Churchin' It in Chiloe
In the 18th century, the Jesuits arrived on the island of Chiloe. From their point of view they were there to help the locals discover the one true faith. Nowadays, it seems like incredible cultural snobbery to tell people that they should ignore the beliefs that they and their ancestors have practiced for centuries in order to practice something that people believe on the other side of the world. Nevertheless, that's basically what happened.
In order to impress the Chilotes, the Jesuits ordered the construction of a number of very impressive churches. I've attached some photos of them. The churches are all made of wood. Some of them these days have metal siding, but most of them have marvelous wooden beams and wooden walls. Most of them have been worked on by the locals to keep them up over time. The external walls are often shingled with shakes made of larch (alerce), which is supposed to be very impervious to rot. The interior has a central nave and two parallel side ones. The ceilings I saw were barrel-vaulted, looking like a ship upside down. This makes sense when you think that the chilotes had been making boats for ages. These ceilings were painted with stars. The woodwork on the interior was wonderful, with replicas of their fishing boats hanging from the ceiling.

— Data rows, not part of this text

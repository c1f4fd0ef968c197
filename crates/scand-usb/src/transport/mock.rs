//! Simulated CardScan devices for testing
//!
//! Each [`MockDevice`] answers the CardScan command set: calibration,
//! lamp warm-up, block requests and power-down. Image data is a synthetic
//! byte stream that restarts with every warm-up poll, so a page always begins
//! at scanline zero of whatever mode it was started in.

use std::sync::atomic::{AtomicBool, AtomicUsize, Ordering};
use std::sync::Arc;
use std::time::Duration;

use async_trait::async_trait;
use parking_lot::Mutex;
use tracing::debug;

use super::{DeviceConnection, Transport, TransportError, UsbIds};
use crate::config::{MockConfig, MockDeviceConfig};
use crate::profile::cardscan::{HEADER_SIZE, PIXELS_PER_LINE, POWER_DOWN_REPLY};

const LAMP_COLD: u8 = 0x80;
const LAMP_HOT: u8 = 0x10;

/// Mock transport serving a fixed set of simulated devices
pub struct MockTransport {
    latency: Duration,
    devices: Vec<Arc<MockDevice>>,
}

impl MockTransport {
    pub fn new(config: &MockConfig) -> Self {
        Self {
            latency: Duration::from_millis(config.latency_ms),
            devices: config
                .devices
                .iter()
                .cloned()
                .map(|c| Arc::new(MockDevice::new(c)))
                .collect(),
        }
    }

    pub fn with_devices(devices: Vec<MockDeviceConfig>) -> Self {
        Self::new(&MockConfig {
            latency_ms: 0,
            devices,
        })
    }

    /// Simulated device by name, for inspection in tests
    pub fn device(&self, name: &str) -> Option<Arc<MockDevice>> {
        self.devices.iter().find(|d| d.config.name == name).cloned()
    }
}

#[async_trait]
impl Transport for MockTransport {
    async fn enumerate(&self, ids: UsbIds) -> Result<Vec<String>, TransportError> {
        Ok(self
            .devices
            .iter()
            .filter(|d| d.ids() == ids && !d.is_unplugged())
            .map(|d| d.config.name.clone())
            .collect())
    }

    async fn open(&self, name: &str) -> Result<Box<dyn DeviceConnection>, TransportError> {
        let device = self
            .device(name)
            .filter(|d| !d.is_unplugged())
            .ok_or_else(|| TransportError::NotFound(name.to_string()))?;
        if device.open.swap(true, Ordering::SeqCst) {
            return Err(TransportError::Busy(format!("{} is already claimed", name)));
        }
        device.state.lock().pending = None;
        Ok(Box::new(MockConnection {
            device,
            latency: self.latency,
            closed: false,
        }))
    }
}

// =============================================================================
// Simulated device
// =============================================================================

#[derive(Debug, Default)]
struct DeviceState {
    pending: Option<Vec<u8>>,
    /// Byte position within the current page's raw stream
    stream_pos: usize,
    /// Raw bytes per scanline of the current page
    stream_line_bytes: usize,
    not_ready_left: u32,
}

/// One simulated scanner
#[derive(Debug)]
pub struct MockDevice {
    config: MockDeviceConfig,
    state: Mutex<DeviceState>,
    open: AtomicBool,
    unplugged: AtomicBool,
    no_docs: AtomicBool,
    commands: AtomicUsize,
    warm_up_polls: AtomicUsize,
    block_requests: AtomicUsize,
    power_downs: AtomicUsize,
}

impl MockDevice {
    fn new(config: MockDeviceConfig) -> Self {
        let state = DeviceState {
            stream_line_bytes: PIXELS_PER_LINE,
            not_ready_left: config.not_ready_blocks,
            ..Default::default()
        };
        Self {
            no_docs: AtomicBool::new(config.no_docs),
            config,
            state: Mutex::new(state),
            open: AtomicBool::new(false),
            unplugged: AtomicBool::new(false),
            commands: AtomicUsize::new(0),
            warm_up_polls: AtomicUsize::new(0),
            block_requests: AtomicUsize::new(0),
            power_downs: AtomicUsize::new(0),
        }
    }

    pub fn ids(&self) -> UsbIds {
        UsbIds::new(self.config.vendor_id, self.config.product_id)
    }

    pub fn config(&self) -> &MockDeviceConfig {
        &self.config
    }

    pub fn is_open(&self) -> bool {
        self.open.load(Ordering::SeqCst)
    }

    pub fn is_unplugged(&self) -> bool {
        self.unplugged.load(Ordering::SeqCst)
    }

    /// Disconnect the device; open connections fail from now on
    pub fn unplug(&self) {
        self.unplugged.store(true, Ordering::SeqCst);
    }

    /// Take the document out of (or put it into) the feeder
    pub fn set_no_docs(&self, no_docs: bool) {
        self.no_docs.store(no_docs, Ordering::SeqCst);
    }

    pub fn commands(&self) -> usize {
        self.commands.load(Ordering::SeqCst)
    }

    pub fn warm_up_polls(&self) -> usize {
        self.warm_up_polls.load(Ordering::SeqCst)
    }

    pub fn block_requests(&self) -> usize {
        self.block_requests.load(Ordering::SeqCst)
    }

    pub fn power_downs(&self) -> usize {
        self.power_downs.load(Ordering::SeqCst)
    }

    /// Raw sensor value of pixel `x` on scanline `y` in `plane`
    ///
    /// Always within `[dark_level, light_level]`.
    pub fn raw_sample(&self, plane: usize, x: usize, y: usize) -> u8 {
        let dark = self.config.dark_level.min(self.config.light_level);
        let span = self.config.light_level.saturating_sub(dark) as usize;
        dark + ((x * 3 + y * 5 + plane * 64) % (span + 1)) as u8
    }

    fn header(&self) -> Vec<u8> {
        let mut header = vec![0u8; HEADER_SIZE];
        header[1] = u8::from(!self.no_docs.load(Ordering::SeqCst));
        header
    }

    fn handle_command(&self, cmd: &[u8]) {
        self.commands.fetch_add(1, Ordering::SeqCst);
        let reply = match cmd {
            [0x45, 0x00, 0x00] => Some(self.calibration_reply()),
            [0x12, 0x06, 0x00, 0x00, ..] => Some(self.warm_up_reply(1)),
            [0x18, 0x07, 0x00, 0x00, ..] => Some(self.warm_up_reply(3)),
            [0x12, 0x06, 0x00, 0x01, lines, ..] => Some(self.block_reply(1, *lines as usize)),
            [0x18, 0x07, 0x00, 0x01, lines, ..] => Some(self.block_reply(3, *lines as usize)),
            [0x21, 0x02, 0x00, 0x0a, 0x00] => {
                self.power_downs.fetch_add(1, Ordering::SeqCst);
                Some(vec![0u8; POWER_DOWN_REPLY])
            }
            _ => {
                debug!(device = %self.config.name, cmd = %hex::encode(cmd), "Mock: unknown command");
                None
            }
        };
        self.state.lock().pending = reply;
    }

    fn calibration_reply(&self) -> Vec<u8> {
        let mut reply = self.header();
        for plane in 0..8 {
            let level = if plane % 2 == 0 {
                self.config.dark_level
            } else {
                self.config.light_level
            };
            reply.extend(std::iter::repeat(level).take(PIXELS_PER_LINE));
        }
        if self.config.truncate_calibration {
            reply.truncate(reply.len() / 2);
        }
        reply
    }

    fn warm_up_reply(&self, lamps: usize) -> Vec<u8> {
        let poll = self.warm_up_polls.fetch_add(1, Ordering::SeqCst);
        let lamp = if poll < self.config.cold_polls as usize {
            LAMP_COLD
        } else {
            LAMP_HOT
        };

        // every poll starts a fresh page
        let mut state = self.state.lock();
        state.stream_pos = 0;
        state.stream_line_bytes = PIXELS_PER_LINE * lamps;
        state.not_ready_left = self.config.not_ready_blocks;
        drop(state);

        let mut reply = self.header();
        reply.extend(std::iter::repeat(lamp).take(lamps));
        reply
    }

    fn block_reply(&self, channels: usize, lines: usize) -> Vec<u8> {
        self.block_requests.fetch_add(1, Ordering::SeqCst);
        let mut state = self.state.lock();
        if state.not_ready_left > 0 {
            state.not_ready_left -= 1;
            return Vec::new();
        }

        let line_bytes = PIXELS_PER_LINE * channels;
        if state.stream_line_bytes != line_bytes {
            state.stream_pos = 0;
            state.stream_line_bytes = line_bytes;
        }
        let start_line = state.stream_pos / line_bytes;
        let mut len = lines * line_bytes;
        if let Some(chunk) = self.config.chunk_bytes {
            len = len.min(chunk.max(1));
        }

        let mut reply = self.header();
        if start_line >= self.config.page_lines {
            reply[1] = 0;
        }
        reply.reserve(len);
        for pos in state.stream_pos..state.stream_pos + len {
            let y = pos / line_bytes;
            let offset = pos % line_bytes;
            let (plane, x) = (offset / PIXELS_PER_LINE, offset % PIXELS_PER_LINE);
            reply.push(self.raw_sample(plane, x, y));
        }
        state.stream_pos += len;
        reply
    }
}

// =============================================================================
// Connection
// =============================================================================

struct MockConnection {
    device: Arc<MockDevice>,
    latency: Duration,
    closed: bool,
}

impl MockConnection {
    async fn check(&self) -> Result<(), TransportError> {
        if self.closed || self.device.is_unplugged() {
            return Err(TransportError::ConnectionClosed);
        }
        if !self.latency.is_zero() {
            tokio::time::sleep(self.latency).await;
        }
        Ok(())
    }
}

#[async_trait]
impl DeviceConnection for MockConnection {
    async fn write_bulk(&mut self, data: &[u8], _timeout: Duration) -> Result<usize, TransportError> {
        self.check().await?;
        self.device.handle_command(data);
        Ok(data.len())
    }

    async fn read_bulk(
        &mut self,
        _capacity: usize,
        timeout: Duration,
    ) -> Result<Vec<u8>, TransportError> {
        self.check().await?;
        let pending = self.device.state.lock().pending.take();
        pending.ok_or_else(|| {
            TransportError::Timeout(format!("no reply within {} ms", timeout.as_millis()))
        })
    }

    fn usb_ids(&self) -> UsbIds {
        self.device.ids()
    }

    async fn close(&mut self) -> Result<(), TransportError> {
        if !self.closed {
            self.closed = true;
            self.device.open.store(false, Ordering::SeqCst);
        }
        Ok(())
    }
}

impl Drop for MockConnection {
    fn drop(&mut self) {
        if !self.closed {
            self.device.open.store(false, Ordering::SeqCst);
        }
    }
}

#[cfg(test)]
mod tests {
    use super::*;
    use pretty_assertions::assert_eq;

    const CARDSCAN: UsbIds = UsbIds::new(0x08f0, 0x0005);

    #[tokio::test]
    async fn test_enumerate_by_ids() {
        let transport = MockTransport::with_devices(vec![
            MockDeviceConfig::default(),
            MockDeviceConfig {
                name: "mock:001:003".into(),
                product_id: 0x0002,
                ..Default::default()
            },
        ]);
        assert_eq!(transport.enumerate(CARDSCAN).await.unwrap(), vec!["mock:001:002"]);
        assert!(transport.enumerate(UsbIds::new(1, 2)).await.unwrap().is_empty());
    }

    #[tokio::test]
    async fn test_open_is_exclusive_until_closed() {
        let transport = MockTransport::with_devices(vec![MockDeviceConfig::default()]);
        let mut conn = transport.open("mock:001:002").await.unwrap();
        assert!(matches!(
            transport.open("mock:001:002").await,
            Err(TransportError::Busy(_))
        ));
        conn.close().await.unwrap();
        drop(transport.open("mock:001:002").await.unwrap());
        // dropping releases the claim too
        assert!(transport.open("mock:001:002").await.is_ok());
    }

    #[tokio::test]
    async fn test_unknown_command_times_out() {
        let transport = MockTransport::with_devices(vec![MockDeviceConfig::default()]);
        let mut conn = transport.open("mock:001:002").await.unwrap();
        conn.write_bulk(&[0x99], Duration::from_secs(1)).await.unwrap();
        assert!(matches!(
            conn.read_bulk(16, Duration::from_secs(1)).await,
            Err(TransportError::Timeout(_))
        ));
    }

    #[tokio::test]
    async fn test_unplugged_device_is_closed() {
        let transport = MockTransport::with_devices(vec![MockDeviceConfig::default()]);
        let mut conn = transport.open("mock:001:002").await.unwrap();
        transport.device("mock:001:002").unwrap().unplug();
        assert_eq!(
            conn.write_bulk(&[0x45, 0, 0], Duration::from_secs(1)).await,
            Err(TransportError::ConnectionClosed)
        );
        assert!(transport.enumerate(CARDSCAN).await.unwrap().is_empty());
    }

    #[tokio::test]
    async fn test_chunked_stream_continues_across_blocks() {
        let transport = MockTransport::with_devices(vec![MockDeviceConfig {
            chunk_bytes: Some(1000),
            ..Default::default()
        }]);
        let device = transport.device("mock:001:002").unwrap();
        let mut conn = transport.open("mock:001:002").await.unwrap();
        let timeout = Duration::from_secs(1);

        conn.write_bulk(&[0x12, 0x06, 0x00, 0x00, 0x01, 0x60, 0x00, 0x61, 0x00], timeout)
            .await
            .unwrap();
        conn.read_bulk(HEADER_SIZE + 1, timeout).await.unwrap();

        let cmd = [0x12, 0x06, 0x00, 0x01, 0x01, 0x60, 0x00, 0x18, 0x05];
        conn.write_bulk(&cmd, timeout).await.unwrap();
        let first = conn.read_bulk(HEADER_SIZE + PIXELS_PER_LINE, timeout).await.unwrap();
        conn.write_bulk(&cmd, timeout).await.unwrap();
        let second = conn.read_bulk(HEADER_SIZE + PIXELS_PER_LINE, timeout).await.unwrap();

        assert_eq!(first.len(), HEADER_SIZE + 1000);
        assert_eq!(second[HEADER_SIZE], device.raw_sample(0, 1000, 0));
        assert_eq!(second[HEADER_SIZE + 208], device.raw_sample(0, 0, 1));
    }
}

However, the one striking feature to every church is the steeple. The steeple has two or three tiers, rising up directly from the front entrance. The second tier is frequently six-sided. When it was finished, it must have been quite a striking sight to the chilotes. Nowadays, most of the churches are used once a week, if at all, for church services.
I've been in a little town called Chonchi. I'm staying in a hostal which is about 30 feet away from the high water line with a marvelous view of the water and the island of Lemuy about 5 miles away. Today I walked to the ferry landing and took a ferry over to this little island of Lemuy. The island is made up of small farms, a couple of little towns, and 4 wonderful old wooden churches. I went to the little town of Puqueldon and had lunch.
One of the difficulties in visiting these small towns is that there is limited public transportation. On Chiloe, I had the good luck to run into a very nice American couple, Mark and Chrissa, who gave a couple of us pedestrians a ride around the countryside. On the island of Lemuy I was able to hitch rides in the back of pick-up trucks, a relatively common practice in this very rural area, where car traffic is pretty rare. It seemed like the first pick up to come along always stopped. It helped greatly that I was accompanied by two charming young Swiss girls!